How is the Short price calculated?

On Deus Finance Layer 1, all of the Registrars are tokenized when “conducted” by a conductor (can be the Deus DAO or any individual).

This “conducting event” creates the smart contract that is pegged 1:1 with the native Deus oracle that will feed the price to the contract.

When the price of the registrar changes from the “conducting event” a short premium will be added to keep the short position token pegged to the Deus oracle Short premiums are calculated from the percentage lost or gained since being conducted on the blockchain Short premiums can be positive or negative compared to the current oracle price of a registrar
When a short premium is higher than the registrar’s oracle price it indicates the value has gone down since tokenization
A lower short premium vs. the registrar’s oracle price indicates the price has moved up since tokenization
Short premiums do not cost the short trader anything, it is simply a mechanism to keep the short token pegged to the oracle price


A stock trades at $10 dollars when it is conducted and the next day it trades for $5 dollars. If you decide to short it on the traditional stock market with $100 you will be short 20 shares.
When the stock price declines to $1 dollar and you buy back the shares you book $80 dollars in profit.
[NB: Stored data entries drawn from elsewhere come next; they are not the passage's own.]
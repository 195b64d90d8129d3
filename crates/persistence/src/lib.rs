//! Persistence layer for Client Book.
//!
//! This crate contains:
//! - The connection gateway (one short-lived connection per statement)
//! - Schema creation and removal
//! - Entity definitions (database row mappings)
//! - The client repository and the `ClientStore` facade

pub mod db;
pub mod entities;
pub mod error;
pub mod export;
pub mod metrics;
pub mod repositories;
pub mod schema;
pub mod store;

pub use db::{Credentials, Gateway};
pub use error::StoreError;
pub use export::ExportReport;
pub use store::ClientStore;
//! Database metrics collection.
//!
//! Provides functions for recording statement durations and failures.

use ::metrics::{counter, histogram};
use std::time::Instant;

/// Record database query duration.
///
/// Call this function after executing a statement to record its duration.
pub fn record_query_duration(query_name: &str, duration_secs: f64) {
    histogram!(
        "database_query_duration_seconds",
        "query" => query_name.to_string()
    )
    .record(duration_secs);
}

/// Record a failed statement.
pub fn record_query_error(query_name: &str) {
    counter!(
        "database_query_errors_total",
        "query" => query_name.to_string()
    )
    .increment(1);
}

/// A helper to time database operations and record metrics.
///
/// Usage:
/// ```ignore
/// let timer = QueryTimer::new("find_client_by_id");
/// let result = sqlx::query("SELECT 1").execute(&mut conn).await;
/// timer.record();
/// result
/// ```
#[derive(Debug)]
pub struct QueryTimer {
    query_name: String,
    start: Instant,
}

impl QueryTimer {
    /// Create a new timer for the given query name.
    pub fn new(query_name: impl Into<String>) -> Self {
        Self {
            query_name: query_name.into(),
            start: Instant::now(),
        }
    }

    /// Record the elapsed duration to metrics.
    pub fn record(self) {
        let duration = self.start.elapsed().as_secs_f64();
        record_query_duration(&self.query_name, duration);
    }
}
//! Common validation utilities.

use validator::ValidationError;

/// Validates that a name is not blank.
///
/// Length is not limited; the column is plain `TEXT`.
pub fn validate_name(name: &str) -> Result<(), ValidationError> {
    if name.trim().is_empty() {
        let mut err = ValidationError::new("name_blank");
        err.message = Some("Name must not be blank".into());
        return Err(err);
    }

    Ok(())
}

/// Validates that a phone number is positive.
pub fn validate_phone_number(phone: i64) -> Result<(), ValidationError> {
    if phone <= 0 {
        let mut err = ValidationError::new("phone_range");
        err.message = Some("Phone number must be positive".into());
        return Err(err);
    }

    Ok(())
}

/// Returns the message attached to a validation error, or its code.
pub fn error_message(err: &ValidationError) -> String {
    err.message
        .as_ref()
        .map(|m| m.to_string())
        .unwrap_or_else(|| err.code.to_string())
}

#[cfg(test)]
mod tests {
    use super::*;

    // Name tests
    #[test]
    fn test_validate_name() {
        assert!(validate_name("Anna").is_ok());
        assert!(validate_name("Иван").is_ok());
        assert!(validate_name("").is_err());
        assert!(validate_name("   ").is_err());
    }

    #[test]
    fn test_validate_name_accepts_long_names() {
        assert!(validate_name(&"a".repeat(101)).is_ok());
        assert!(validate_name(&"я".repeat(10_000)).is_ok());
    }

    #[test]
    fn test_validate_name_error_message() {
        let err = validate_name(" ").unwrap_err();
        assert_eq!(error_message(&err), "Name must not be blank");
    }

    // Phone tests
    #[test]
    fn test_validate_phone_number() {
        assert!(validate_phone_number(555).is_ok());
        assert!(validate_phone_number(79_991_234_567).is_ok());
        assert!(validate_phone_number(0).is_err());
        assert!(validate_phone_number(-1).is_err());
    }

    #[test]
    fn test_validate_phone_number_accepts_any_bigint_width() {
        assert!(validate_phone_number(1_000_000_000_000_000).is_ok());
        assert!(validate_phone_number(i64::MAX).is_ok());
    }

    #[test]
    fn test_validate_phone_number_error_message() {
        let err = validate_phone_number(-5).unwrap_err();
        assert_eq!(error_message(&err), "Phone number must be positive");
    }

    #[test]
    fn test_error_message_falls_back_to_code() {
        let err = ValidationError::new("custom_code");
        assert_eq!(error_message(&err), "custom_code");
    }
}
If you take the same short position in Deus with $100, you will pay a short premium of $5 because the asset price has fallen 50% since it was conducted.
You will receive 10 short tokens instead of receiving 20 “shares short” in traditional finance However when the asset declines in price to $1 and you swap back into the Deus synchronizer the premium will have increased 80%
(from $5 to $1) and you will book the same $80 profit as in the traditional stock market example above.

Key Takeaway:

  • The “short premium” does not cost the trader anything.
  • Short sellers get to “keep” the premium they pay because the premium is a constantly changing percentage that mathematically adjusts the short token price to keep track of gains and losses on the blockchain.
  • The short premium enables the smart contract to peg the short token to the oracle price via the conducting event and allows for the decentralized shorting of registrars.

Here is an example of TSLA which went up in price since it was conducted:

alt text

As you can see, it takes less money to buy 1 Tesla short token than it does to long 1 Tesla token in this example. If the TSLA price keeps rising, the short premium will continue to decline. Correspondingly, the owner of dTSLA-S will see their tokens lose value as the asset they are shorting is gaining in price.